» **Description of the task**:
Starting at the line that contains "let away = ctx", print every remaining line of the entries, unchanged, and output nothing more.
▬▬▬▬▬▬
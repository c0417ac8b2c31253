//! Channel commands: JOIN, PART, KICK, TOPIC, NAMES, LIST, INVITE.

use async_trait::async_trait;
use limelight_proto::{Message, Name, Response};

use super::{Context, Handler};
use crate::error::{ChannelError, HandlerError, HandlerResult};
use crate::state::{Channel, MemberModes, Topic};

/// JOIN - enter channels, creating them as needed.
pub struct JoinHandler;

#[async_trait]
impl Handler for JoinHandler {
    async fn handle(&self, ctx: &mut Context<'_>, msg: &Message) -> HandlerResult {
        let targets = msg.param(0).ok_or(HandlerError::NeedMoreParams)?.to_string();

        // JOIN 0 parts everything.
        if targets == "0" {
            let joined: Vec<String> = ctx.client()?.channels.iter().cloned().collect();
            let prefix = ctx.prefix()?;
            for folded in joined {
                let chan_name = match ctx.server.channels.get(&folded) {
                    Some(chan) => chan.name.as_str().to_string(),
                    None => continue,
                };
                let part = Message::cmd("PART", &[&chan_name]).with_prefix(prefix.clone());
                ctx.server.broadcast_to_channel(&folded, part, None);
                ctx.server.detach_member(ctx.id, &folded);
            }
            return Ok(());
        }

        let keys: Vec<String> = msg
            .param(1)
            .map(|k| k.split(',').map(str::to_string).collect())
            .unwrap_or_default();
        let prefix = ctx.prefix()?;
        let userhost = ctx
            .client()?
            .userhost()
            .ok_or(HandlerError::NotRegistered)?;
        let nick = ctx.nick();

        for (i, target) in targets.split(',').enumerate() {
            let name = Name::new(target);
            if !name.is_channel() {
                ctx.server
                    .numeric(ctx.id, Response::ERR_NOSUCHCHANNEL, &[target, "No such channel"]);
                continue;
            }
            let folded = name.folded().to_string();

            let creating = !ctx.server.channels.contains_key(&folded);
            if !creating {
                let chan = match ctx.server.channels.get(&folded) {
                    Some(chan) => chan,
                    None => continue,
                };
                if chan.is_member(ctx.id) {
                    continue;
                }
                if let Err(e) = chan.check_join(ctx.id, &userhost, keys.get(i).map(String::as_str)) {
                    let reply = e.to_reply(&ctx.server.name, &nick, name.as_str());
                    ctx.server.send_to(ctx.id, reply);
                    continue;
                }
            }

            let chan = ctx
                .server
                .channels
                .entry(folded.clone())
                .or_insert_with(|| Channel::new(name.clone()));
            chan.members.insert(
                ctx.id,
                MemberModes {
                    operator: creating,
                    voice: false,
                },
            );
            chan.invited.remove(&ctx.id);
            if let Some(client) = ctx.server.client_mut(ctx.id) {
                client.channels.insert(folded.clone());
            }

            let join = Message::cmd("JOIN", &[name.as_str()]).with_prefix(prefix.clone());
            ctx.server.broadcast_to_channel(&folded, join, None);
            ctx.server.send_topic_reply(ctx.id, &folded);
            ctx.server.send_names(ctx.id, &folded);
        }
        Ok(())
    }
}

/// PART - leave channels.
pub struct PartHandler;

#[async_trait]
impl Handler for PartHandler {
    async fn handle(&self, ctx: &mut Context<'_>, msg: &Message) -> HandlerResult {
        let targets = msg.param(0).ok_or(HandlerError::NeedMoreParams)?.to_string();
        let reason = msg.param(1).map(str::to_string);
        let prefix = ctx.prefix()?;
        let nick = ctx.nick();

        for target in targets.split(',') {
            let name = Name::new(target);
            let folded = name.folded().to_string();
            match ctx.server.channels.get(&folded) {
                None => {
                    ctx.server.numeric(
                        ctx.id,
                        Response::ERR_NOSUCHCHANNEL,
                        &[target, "No such channel"],
                    );
                    continue;
                }
                Some(chan) if !chan.is_member(ctx.id) => {
                    let reply = ChannelError::NotOnChannel.to_reply(&ctx.server.name, &nick, target);
                    ctx.server.send_to(ctx.id, reply);
                    continue;
                }
                Some(chan) => {
                    let chan_name = chan.name.as_str().to_string();
                    let mut params = vec![chan_name];
                    if let Some(reason) = &reason {
                        params.push(reason.clone());
                    }
                    let part = Message::new("PART", params).with_prefix(prefix.clone());
                    ctx.server.broadcast_to_channel(&folded, part, None);
                    ctx.server.detach_member(ctx.id, &folded);
                }
            }
        }
        Ok(())
    }
}

/// KICK - eject a member. Requires channel operator.
pub struct KickHandler;

#[async_trait]
impl Handler for KickHandler {
    async fn handle(&self, ctx: &mut Context<'_>, msg: &Message) -> HandlerResult {
        let target = msg.param(0).ok_or(HandlerError::NeedMoreParams)?.to_string();
        let victim = msg.param(1).ok_or(HandlerError::NeedMoreParams)?.to_string();
        let reason = msg.param(2).map_or_else(|| ctx.nick(), str::to_string);

        let name = Name::new(target.as_str());
        let folded = name.folded().to_string();
        let chan = ctx
            .server
            .channels
            .get(&folded)
            .ok_or_else(|| HandlerError::NoSuchChannel(target.clone()))?;
        if !chan.is_member(ctx.id) {
            return Err(ChannelError::NotOnChannel.on(&target));
        }
        if !chan.is_operator(ctx.id) {
            return Err(ChannelError::ChanOpPrivsNeeded.on(&target));
        }
        let victim_name = Name::new(victim.as_str());
        let victim_id = ctx
            .server
            .find_nick(&victim_name)
            .ok_or_else(|| HandlerError::NoSuchNick(victim.clone()))?;
        if !ctx
            .server
            .channels
            .get(&folded)
            .is_some_and(|c| c.is_member(victim_id))
        {
            return Err(ChannelError::UserNotInChannel(victim.clone()).on(&target));
        }

        let chan_name = ctx
            .server
            .channels
            .get(&folded)
            .map(|c| c.name.as_str().to_string())
            .unwrap_or(target);
        let kick = Message::cmd("KICK", &[&chan_name, &victim, &reason]).with_prefix(ctx.prefix()?);
        ctx.server.broadcast_to_channel(&folded, kick, None);
        ctx.server.detach_member(victim_id, &folded);
        Ok(())
    }
}

/// TOPIC - read or set the topic.
pub struct TopicHandler;

#[async_trait]
impl Handler for TopicHandler {
    async fn handle(&self, ctx: &mut Context<'_>, msg: &Message) -> HandlerResult {
        let target = msg.param(0).ok_or(HandlerError::NeedMoreParams)?.to_string();
        let name = Name::new(target.as_str());
        let folded = name.folded().to_string();
        let chan = ctx
            .server
            .channels
            .get(&folded)
            .ok_or_else(|| HandlerError::NoSuchChannel(target.clone()))?;
        let member = chan.is_member(ctx.id);

        match msg.param(1) {
            None => {
                // Reading is open unless the channel hides itself.
                if !member && chan.modes.secret {
                    return Err(ChannelError::NotOnChannel.on(&target));
                }
                ctx.server.send_topic_reply(ctx.id, &folded);
                Ok(())
            }
            Some(text) => {
                if !member {
                    return Err(ChannelError::NotOnChannel.on(&target));
                }
                if chan.modes.topic_lock && !chan.is_operator(ctx.id) {
                    return Err(ChannelError::ChanOpPrivsNeeded.on(&target));
                }
                let text = text.to_string();
                let nick = ctx.nick();
                let chan_name = chan.name.as_str().to_string();
                if let Some(chan) = ctx.server.channels.get_mut(&folded) {
                    chan.topic = if text.is_empty() {
                        None
                    } else {
                        Some(Topic {
                            text: text.clone(),
                            set_by: nick,
                            set_at: chrono::Utc::now().timestamp(),
                        })
                    };
                }
                let change = Message::cmd("TOPIC", &[&chan_name, &text]).with_prefix(ctx.prefix()?);
                ctx.server.broadcast_to_channel(&folded, change, None);
                Ok(())
            }
        }
    }
}

/// NAMES - list channel members.
pub struct NamesHandler;

#[async_trait]
impl Handler for NamesHandler {
    async fn handle(&self, ctx: &mut Context<'_>, msg: &Message) -> HandlerResult {
        match msg.param(0) {
            None => {
                ctx.server
                    .numeric(ctx.id, Response::RPL_ENDOFNAMES, &["*", "End of NAMES list"]);
            }
            Some(targets) => {
                for target in targets.split(',').map(str::to_string).collect::<Vec<_>>() {
                    let folded = Name::new(target.as_str()).folded().to_string();
                    if ctx.server.channels.contains_key(&folded) {
                        ctx.server.send_names(ctx.id, &folded);
                    } else {
                        ctx.server.numeric(
                            ctx.id,
                            Response::RPL_ENDOFNAMES,
                            &[&target, "End of NAMES list"],
                        );
                    }
                }
            }
        }
        Ok(())
    }
}

/// LIST - enumerate visible channels.
pub struct ListHandler;

#[async_trait]
impl Handler for ListHandler {
    async fn handle(&self, ctx: &mut Context<'_>, msg: &Message) -> HandlerResult {
        let filter: Option<Vec<String>> = msg
            .param(0)
            .map(|t| t.split(',').map(|c| Name::new(c).folded().to_string()).collect());

        ctx.server
            .numeric(ctx.id, Response::RPL_LISTSTART, &["Channel", "Users  Name"]);
        let entries: Vec<(String, usize, String)> = ctx
            .server
            .channels
            .iter()
            .filter(|(folded, chan)| {
                let wanted = filter
                    .as_ref()
                    .is_none_or(|list| list.contains(folded));
                wanted && (!chan.modes.secret || chan.is_member(ctx.id))
            })
            .map(|(_, chan)| {
                (
                    chan.name.as_str().to_string(),
                    chan.members.len(),
                    chan.topic.as_ref().map(|t| t.text.clone()).unwrap_or_default(),
                )
            })
            .collect();
        for (chan_name, count, topic) in entries {
            ctx.server.numeric(
                ctx.id,
                Response::RPL_LIST,
                &[&chan_name, &count.to_string(), &topic],
            );
        }
        ctx.server
            .numeric(ctx.id, Response::RPL_LISTEND, &["End of LIST"]);
        Ok(())
    }
}

/// INVITE - invite a user, recording the invitation for +i checks.
pub struct InviteHandler;

#[async_trait]
impl Handler for InviteHandler {
    async fn handle(&self, ctx: &mut Context<'_>, msg: &Message) -> HandlerResult {
        let invitee = msg.param(0).ok_or(HandlerError::NeedMoreParams)?.to_string();
        let target = msg.param(1).ok_or(HandlerError::NeedMoreParams)?.to_string();

        let invitee_name = Name::new(invitee.as_str());
        let invitee_id = ctx
            .server
            .find_nick(&invitee_name)
            .ok_or_else(|| HandlerError::NoSuchNick(invitee.clone()))?;

        let folded = Name::new(target.as_str()).folded().to_string();
        if let Some(chan) = ctx.server.channels.get(&folded) {
            if !chan.is_member(ctx.id) {
                return Err(ChannelError::NotOnChannel.on(&target));
            }
            if chan.modes.invite_only && !chan.is_operator(ctx.id) {
                return Err(ChannelError::ChanOpPrivsNeeded.on(&target));
            }
            if chan.is_member(invitee_id) {
                return Err(ChannelError::UserOnChannel(invitee.clone()).on(&target));
            }
        }
        if let Some(chan) = ctx.server.channels.get_mut(&folded) {
            chan.invited.insert(invitee_id);
        }

        ctx.server
            .numeric(ctx.id, Response::RPL_INVITING, &[&invitee, &target]);
        let invite = Message::cmd("INVITE", &[&invitee, &target]).with_prefix(ctx.prefix()?);
        ctx.server.send_to(invitee_id, invite);

        let away = ctx
            .server
            .client(invitee_id)
            .and_then(|c| c.away.clone());
        if let Some(away) = away {
            ctx.server
                .numeric(ctx.id, Response::RPL_AWAY, &[&invitee, &away]);
        }
        Ok(())
    }
}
▬▬▬▬▬▬
» **Task response**:
        let away = ctx
            .server
            .client(invitee_id)
            .and_then(|c| c.away.clone());
        if let Some(away) = away {
            ctx.server
                .numeric(ctx.id, Response::RPL_AWAY, &[&invitee, &away]);
        }
        Ok(())
    }
}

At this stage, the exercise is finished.